UPLC-QTRAP同时检测8种新型策划药

Simultaneously detectmination of eight new designer drugs in hair by UPLC-QTRAP

目的建立一种简单、快速的超高压液相色谱-串联质谱(UPLC-MS/MS)联用法同时检测毛发样品中8种新型策划药。方法毛发样品经冷冻研磨超声后,通过Phenomenex Kinetex~?F5 100á(50mm×2.1mm,2.6μm)色谱柱进行分离,以5 mmol/L乙酸铵和甲醇为流动相,0.35mL/min流速进行梯度洗脱。在电喷雾离子源正离子(ESI+)模式下,质谱采集使用独有的多反应监测-信息依赖式采集-增强子离子扫描(MRM-IDA-EPI)模式。结果 8种新型策划药在0.1-100 ng/mL的浓度范围内线性关系良好(r≥0.9999)。检出限为1.5 ng/g,5 ng/g、50 ng/g、2500ng/g 3个添加水平的回收率在92.46%~105.70%之间。日间精密度RSD在0.39%~7.67%之间、日内精密度的RSD在0.37%~7.54%之间(n=9)。结论本方法简单快速、特异性强,可同时对毛发样品中8种新型策划药进行定性定量分析。

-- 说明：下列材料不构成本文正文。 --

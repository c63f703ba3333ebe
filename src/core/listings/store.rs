//! In-memory listing catalogue.

use std::cmp::Ordering;
use std::path::Path;

use async_trait::async_trait;
use tracing::{debug, info};

use super::filters::{SearchFilters, SortBy};
use super::{Listing, ListingSearch, SearchError, haversine_km};

/// Listings bundled with the binary.
const SEED_LISTINGS: &str = include_str!("../../../data/listings.json");

/// Listing search over a fixed set of listings held in memory.
#[derive(Debug, Clone, Default)]
pub struct InMemoryListings {
    listings: Vec<Listing>,
}

impl InMemoryListings {
    pub fn new(listings: Vec<Listing>) -> Self {
        Self { listings }
    }

    /// The bundled Belgian sample catalogue.
    pub fn seeded() -> Result<Self, SearchError> {
        Self::from_json(SEED_LISTINGS)
    }

    /// Parse a JSON array of listings.
    pub fn from_json(json: &str) -> Result<Self, SearchError> {
        let listings: Vec<Listing> =
            serde_json::from_str(json).map_err(|e| SearchError::InvalidData(e.to_string()))?;
        Ok(Self::new(listings))
    }

    /// Load a JSON array of listings from `path`.
    pub fn from_file(path: &Path) -> Result<Self, SearchError> {
        let contents = std::fs::read_to_string(path).map_err(|e| {
            SearchError::Unavailable(format!("Failed to read {}: {e}", path.display()))
        })?;
        let store = Self::from_json(&contents)?;
        info!(
            "Loaded {} listings from {}",
            store.listings.len(),
            path.display()
        );
        Ok(store)
    }

    pub fn len(&self) -> usize {
        self.listings.len()
    }

    pub fn is_empty(&self) -> bool {
        self.listings.is_empty()
    }

    /// Filter and order listings for `filters`.
    pub fn query(&self, filters: &SearchFilters) -> Vec<Listing> {
        let city = filters.city.as_ref().map(|c| c.to_lowercase());

        let mut results: Vec<Listing> = self
            .listings
            .iter()
            .filter(|l| {
                city.as_ref()
                    .is_none_or(|c| l.address.to_lowercase().contains(c.as_str()))
            })
            .filter(|l| filters.min_price.is_none_or(|min| l.price >= min))
            .filter(|l| filters.max_price.is_none_or(|max| l.price <= max))
            .filter(|l| filters.min_size.is_none_or(|min| l.size >= min))
            .filter(|l| filters.bedrooms.is_none_or(|min| l.bedrooms >= min))
            // only an explicit "pets allowed" narrows the search
            .filter(|l| filters.pets_allowed != Some(true) || l.pets_allowed)
            .filter(|l| {
                filters
                    .property_type
                    .is_none_or(|t| l.property_type == t)
            })
            .cloned()
            .map(|mut listing| {
                listing.distance = match (filters.user_location, listing.coordinates) {
                    (Some(from), Some(to)) => Some(haversine_km(from, to)),
                    _ => None,
                };
                listing
            })
            .collect();

        match filters.sort_by {
            Some(SortBy::PriceAsc) => {
                results.sort_by(|a, b| a.price.partial_cmp(&b.price).unwrap_or(Ordering::Equal))
            }
            Some(SortBy::PriceDesc) => {
                results.sort_by(|a, b| b.price.partial_cmp(&a.price).unwrap_or(Ordering::Equal))
            }
            Some(SortBy::Size) => {
                results.sort_by(|a, b| b.size.partial_cmp(&a.size).unwrap_or(Ordering::Equal))
            }
            Some(SortBy::Distance) => results.sort_by(|a, b| match (a.distance, b.distance) {
                (Some(x), Some(y)) => x.partial_cmp(&y).unwrap_or(Ordering::Equal),
                (Some(_), None) => Ordering::Less,
                (None, Some(_)) => Ordering::Greater,
                (None, None) => Ordering::Equal,
            }),
            // newest first
            None => results.sort_by(|a, b| b.created_at.cmp(&a.created_at)),
        }

        debug!(matches = results.len(), "Listing query evaluated");
        results
    }
}

#[async_trait]
impl ListingSearch for InMemoryListings {
    async fn search(&self, filters: &SearchFilters) -> Result<Vec<Listing>, SearchError> {
        Ok(self.query(filters))
    }
}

Objective A simple and rapid method was established for simultaneous detection of 8 new designer drugs in hair by ultra high liquid chromatography-tandem quadrupole complex linear ion trap mass spectrometry(UPLC-MS/MS). Methods The hair samples were processed by a frozen grinding ultrasonic machine, separated by chromatographic column(Phenomenex Kinetex~? F5 100á 50 mm×2.1 mm, 2.6μm). Gradient elution was performed with 5 mmol/L ammonium acetate and methanol as mobile phases at a flow rate of 0.35 mL/min. In the electrospray ion source positive ion mode(ESI+), the mass spectrometry was performed in the unique multi-response monitoring-information-dependent acquisition-enhancer ion scanning(MRM-IDA-EPI) mode. Results The linearity of 8 new designer drugs was good in the concentration range of 0.1-100 ng/mL(r ≥ 0.9999). The LOD was 1.5 ng/g, and the recoveries of 5, 50 and 2500 ng/g were between 92.46%~105.70%. The inter-day precision(RSD) ranged from 0.39%~7.67%, and the intraday precision(RSD) ranged from 0.37%~7.54%(n=9). Conclusion This method is simple, rapid and specific, and can be used for qualitative and quantitative analysis of the 8 new designer drugs in hair.